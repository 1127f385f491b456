use anyhow::Context;
use std::future::IntoFuture;
use std::sync::Arc;
use std::time::Duration;
use tokio::{signal, sync::Notify};
use tracing::{error, info, warn};
use tracing_subscriber::{layer::SubscriberExt, util::SubscriberInitExt, EnvFilter};

use event_booking::{
    config::{Config, LogMode, DEFAULT_JWT_SECRET},
    controllers,
    database::Database,
    repository::Repositories,
    AppState,
};

#[global_allocator]
static GLOBAL: mimalloc::MiMalloc = mimalloc::MiMalloc;

#[tokio::main]
async fn main() -> anyhow::Result<()> {
    dotenvy::dotenv().ok();
    let config = Config::from_env().context("invalid configuration")?;

    init_tracing(config.app.log_mode, &config.app.rust_log);

    info!("Starting event booking API");
    if config.auth.jwt_secret == DEFAULT_JWT_SECRET {
        warn!("JWT_SECRET is not set, tokens are signed with the default secret");
    }

    // Connect to the database
    let db = Database::new(
        &config.database.url,
        config.database.pool_size,
        config.database.acquire_timeout,
    )
    .await
    .context("failed to connect to database")?;
    info!("Database connected");

    db.run_migrations(&config.database.migrations_dir)
        .await
        .context("failed to run migrations")?;

    let addr = config.app.http_addr;
    let grace = config.app.shutdown_grace;
    let state = AppState::new(config, Repositories::postgres(db.pool.clone()));
    let app = controllers::router(state);

    let listener = tokio::net::TcpListener::bind(addr)
        .await
        .with_context(|| format!("failed to bind {addr}"))?;
    info!("Server listening on {}", addr);

    serve_until_shutdown(listener, app, grace).await?;

    db.pool.close().await;
    info!("Server stopped");
    Ok(())
}

fn init_tracing(mode: LogMode, filter: &str) {
    let registry = tracing_subscriber::registry().with(EnvFilter::new(filter));
    match mode {
        LogMode::Prod => registry.with(tracing_subscriber::fmt::layer().json()).init(),
        LogMode::Dev => registry.with(tracing_subscriber::fmt::layer()).init(),
    }
}

// Stops accepting on SIGINT/SIGTERM, then drains in-flight requests for at
// most `grace` before giving up on them.
async fn serve_until_shutdown(
    listener: tokio::net::TcpListener,
    app: axum::Router,
    grace: Duration,
) -> anyhow::Result<()> {
    let stop = Arc::new(Notify::new());
    let stop_rx = stop.clone();

    let server = axum::serve(listener, app)
        .with_graceful_shutdown(async move { stop_rx.notified().await })
        .into_future();
    let mut server = tokio::spawn(server);

    tokio::select! {
        result = &mut server => {
            return result.context("server task panicked")?.context("server error");
        }
        () = shutdown_signal() => {}
    }

    stop.notify_one();
    match tokio::time::timeout(grace, &mut server).await {
        Ok(result) => result.context("server task panicked")?.context("server error"),
        Err(_) => {
            error!("Shutdown grace period of {:?} elapsed, dropping open connections", grace);
            server.abort();
            Ok(())
        }
    }
}

async fn shutdown_signal() {
    let ctrl_c = async {
        if let Err(e) = signal::ctrl_c().await {
            error!("Failed to listen for Ctrl+C: {}", e);
            std::future::pending::<()>().await;
        }
    };

    #[cfg(unix)]
    let terminate = async {
        match signal::unix::signal(signal::unix::SignalKind::terminate()) {
            Ok(mut sigterm) => {
                sigterm.recv().await;
            }
            Err(e) => {
                error!("Failed to install SIGTERM handler: {}", e);
                std::future::pending::<()>().await;
            }
        }
    };

    #[cfg(not(unix))]
    let terminate = std::future::pending::<()>();

    tokio::select! {
        () = ctrl_c => info!("Received Ctrl+C, shutting down"),
        () = terminate => info!("Received SIGTERM, shutting down"),
    }
}
use axum::{
    extract::{rejection::JsonRejection, Path, State},
    http::StatusCode,
    response::IntoResponse,
    routing::get,
    Json, Router,
};
use chrono::{DateTime, Utc};
use serde::Deserialize;
use std::sync::Arc;
use uuid::Uuid;
use validator::Validate;

use crate::controllers::{not_blank, parse_id, valid_body, Items};
use crate::error::AppResult;
use crate::middleware::AuthUser;
use crate::models::EventInput;
use crate::AppState;

pub fn routes() -> Router<Arc<AppState>> {
    Router::new()
        .route("/events", get(list_events).post(create_event))
        .route(
            "/events/{id}",
            get(get_event).put(update_event).delete(delete_event),
        )
}

#[derive(Debug, Deserialize, Validate)]
#[serde(rename_all = "camelCase")]
pub struct EventPayload {
    #[validate(custom(function = "not_blank"))]
    pub title: String,
    #[validate(custom(function = "not_blank"))]
    pub description: String,
    pub start_at: DateTime<Utc>,
    pub end_at: DateTime<Utc>,
    pub venue_id: Uuid,
    #[serde(default)]
    pub published: bool,
}

impl From<EventPayload> for EventInput {
    fn from(payload: EventPayload) -> Self {
        EventInput {
            title: payload.title,
            description: payload.description,
            start_at: payload.start_at,
            end_at: payload.end_at,
            venue_id: payload.venue_id,
            published: payload.published,
        }
    }
}

// GET /api/events
async fn list_events(State(state): State<Arc<AppState>>) -> AppResult<impl IntoResponse> {
    let events = state.events.list().await?;
    Ok(Json(Items::from(events)))
}

// GET /api/events/{id}
async fn get_event(
    State(state): State<Arc<AppState>>,
    Path(id): Path<String>,
) -> AppResult<impl IntoResponse> {
    let event = state.events.get(parse_id(&id)?).await?;
    Ok(Json(event))
}

// POST /api/events
async fn create_event(
    State(state): State<Arc<AppState>>,
    _user: AuthUser,
    payload: Result<Json<EventPayload>, JsonRejection>,
) -> AppResult<impl IntoResponse> {
    let input = valid_body(payload)?.into();
    let event = state.events.create(input).await?;
    tracing::info!(event_id = %event.id, "event created");
    Ok((StatusCode::CREATED, Json(event)))
}

// PUT /api/events/{id}
async fn update_event(
    State(state): State<Arc<AppState>>,
    _user: AuthUser,
    Path(id): Path<String>,
    payload: Result<Json<EventPayload>, JsonRejection>,
) -> AppResult<impl IntoResponse> {
    let id = parse_id(&id)?;
    let input = valid_body(payload)?.into();
    let event = state.events.update(id, input).await?;
    Ok(Json(event))
}

// DELETE /api/events/{id}
async fn delete_event(
    State(state): State<Arc<AppState>>,
    _user: AuthUser,
    Path(id): Path<String>,
) -> AppResult<impl IntoResponse> {
    state.events.delete(parse_id(&id)?).await?;
    Ok(StatusCode::NO_CONTENT)
}
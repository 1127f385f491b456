//! Storage seams for every entity.
//!
//! Services depend on the traits below through `Arc<dyn _>`; which backend
//! sits behind them is decided once, when [`Repositories`] is built.
//!
//! - [`postgres`] is the production backend.
//! - [`memory`] keeps everything behind a mutex per collection and is meant
//!   for tests only.

use std::sync::Arc;

use async_trait::async_trait;
use sqlx::PgPool;
use uuid::Uuid;

use crate::error::AppResult;
use crate::models::{Booking, Category, Event, EventInput, NewBooking, User, Venue, VenueInput};

pub mod memory;
pub mod postgres;

#[async_trait]
pub trait EventRepository: Send + Sync {
    async fn list(&self) -> AppResult<Vec<Event>>;
    async fn get(&self, id: Uuid) -> AppResult<Event>;
    async fn create(&self, input: EventInput) -> AppResult<Event>;
    async fn update(&self, id: Uuid, input: EventInput) -> AppResult<Event>;
    async fn delete(&self, id: Uuid) -> AppResult<()>;
}

#[async_trait]
pub trait VenueRepository: Send + Sync {
    async fn list(&self) -> AppResult<Vec<Venue>>;
    async fn get(&self, id: Uuid) -> AppResult<Venue>;
    async fn create(&self, input: VenueInput) -> AppResult<Venue>;
    async fn update(&self, id: Uuid, input: VenueInput) -> AppResult<Venue>;
    async fn delete(&self, id: Uuid) -> AppResult<()>;
}

#[async_trait]
pub trait CategoryRepository: Send + Sync {
    async fn list(&self) -> AppResult<Vec<Category>>;
    async fn get(&self, id: Uuid) -> AppResult<Category>;
}

#[async_trait]
pub trait UserRepository: Send + Sync {
    /// Fails with `Conflict` when the email is taken.
    async fn create(&self, email: &str, password_hash: &str) -> AppResult<User>;
    async fn get_by_email(&self, email: &str) -> AppResult<User>;
    async fn get(&self, id: Uuid) -> AppResult<User>;
}

#[async_trait]
pub trait BookingRepository: Send + Sync {
    /// Newest first, any status, seats sorted per booking.
    async fn list_by_user(&self, user_id: Uuid) -> AppResult<Vec<Booking>>;

    /// Persists the header and every seat atomically. A seat already held
    /// by an active booking for the same event fails with `Conflict` and
    /// leaves nothing behind.
    async fn create(&self, booking: NewBooking) -> AppResult<Booking>;

    /// `active -> canceled` for the owner only; `NotFound` when nothing
    /// matched.
    async fn cancel(&self, id: Uuid, user_id: Uuid) -> AppResult<()>;

    /// Seat labels held by active bookings for the event, sorted.
    async fn occupied_seats(&self, event_id: Uuid) -> AppResult<Vec<String>>;
}

/// The full set of storage backends handed to the services.
#[derive(Clone)]
pub struct Repositories {
    pub events: Arc<dyn EventRepository>,
    pub venues: Arc<dyn VenueRepository>,
    pub categories: Arc<dyn CategoryRepository>,
    pub users: Arc<dyn UserRepository>,
    pub bookings: Arc<dyn BookingRepository>,
}

impl Repositories {
    pub fn postgres(pool: PgPool) -> Self {
        Self {
            events: Arc::new(postgres::PgEventRepository::new(pool.clone())),
            venues: Arc::new(postgres::PgVenueRepository::new(pool.clone())),
            categories: Arc::new(postgres::PgCategoryRepository::new(pool.clone())),
            users: Arc::new(postgres::PgUserRepository::new(pool.clone())),
            bookings: Arc::new(postgres::PgBookingRepository::new(pool)),
        }
    }

    pub fn in_memory() -> Self {
        let bookings = Arc::new(memory::MemoryBookingRepository::default());
        let events = Arc::new(memory::MemoryEventRepository::referenced_by(bookings.clone()));
        let venues = Arc::new(memory::MemoryVenueRepository::referenced_by(events.clone()));
        Self {
            events,
            venues,
            categories: Arc::new(memory::MemoryCategoryRepository::seeded()),
            users: Arc::new(memory::MemoryUserRepository::default()),
            bookings,
        }
    }
}
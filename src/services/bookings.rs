//! Seat booking: creation, cancellation and the read views built on them.
//!
//! The service validates and prices a request; the repository owns the
//! atomic write and the no-double-booking guarantee.

use std::collections::BTreeSet;
use std::sync::Arc;

use tracing::info;
use uuid::Uuid;

use crate::config::BookingConfig;
use crate::error::{AppError, AppResult};
use crate::models::{Booking, NewBooking};
use crate::repository::{BookingRepository, EventRepository};

#[derive(Clone)]
pub struct BookingService {
    repo: Arc<dyn BookingRepository>,
    events: Arc<dyn EventRepository>,
    pricing: BookingConfig,
}

impl BookingService {
    pub fn new(
        repo: Arc<dyn BookingRepository>,
        events: Arc<dyn EventRepository>,
        pricing: BookingConfig,
    ) -> Self {
        Self { repo, events, pricing }
    }

    pub async fn list(&self, user_id: Uuid) -> AppResult<Vec<Booking>> {
        self.repo.list_by_user(user_id).await
    }

    /// Books `seats` on `event_id` for `user_id`.
    ///
    /// An empty request is a `Conflict`, a blank label is `Invalid`, and a
    /// missing event surfaces the event lookup's `NotFound` as is.
    pub async fn create(
        &self,
        user_id: Uuid,
        event_id: Uuid,
        seats: Vec<String>,
    ) -> AppResult<Booking> {
        let seats = normalize_seats(seats)?;

        self.events.get(event_id).await?;

        let booking = NewBooking {
            user_id,
            event_id,
            total_price: total_price(seats.len(), self.pricing.unit_price)?,
            currency: self.pricing.currency.clone(),
            seats,
        };

        let created = self.repo.create(booking).await?;
        info!(
            booking_id = %created.id,
            event_id = %event_id,
            seats = created.seats.len(),
            "booking created"
        );
        Ok(created)
    }

    pub async fn cancel(&self, id: Uuid, user_id: Uuid) -> AppResult<()> {
        self.repo.cancel(id, user_id).await?;
        info!(booking_id = %id, "booking canceled");
        Ok(())
    }

    /// Labels held by active bookings only.
    pub async fn list_seats_by_event(&self, event_id: Uuid) -> AppResult<Vec<String>> {
        self.repo.occupied_seats(event_id).await
    }
}

/// Turns a raw request into a sorted set of labels.
fn normalize_seats(seats: Vec<String>) -> AppResult<Vec<String>> {
    if seats.is_empty() {
        return Err(AppError::Conflict);
    }
    if seats.iter().any(|seat| seat.trim().is_empty()) {
        return Err(AppError::Invalid);
    }
    let unique: BTreeSet<String> = seats.into_iter().collect();
    Ok(unique.into_iter().collect())
}

fn total_price(seat_count: usize, unit_price: i64) -> AppResult<i64> {
    i64::try_from(seat_count)
        .ok()
        .and_then(|count| count.checked_mul(unit_price))
        .ok_or(AppError::Invalid)
}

_What you are asked to do_:
From the entries above, show each line that includes the string "unique".

_Solution_:
    let unique: BTreeSet<String> = seats.into_iter().collect();
    Ok(unique.into_iter().collect())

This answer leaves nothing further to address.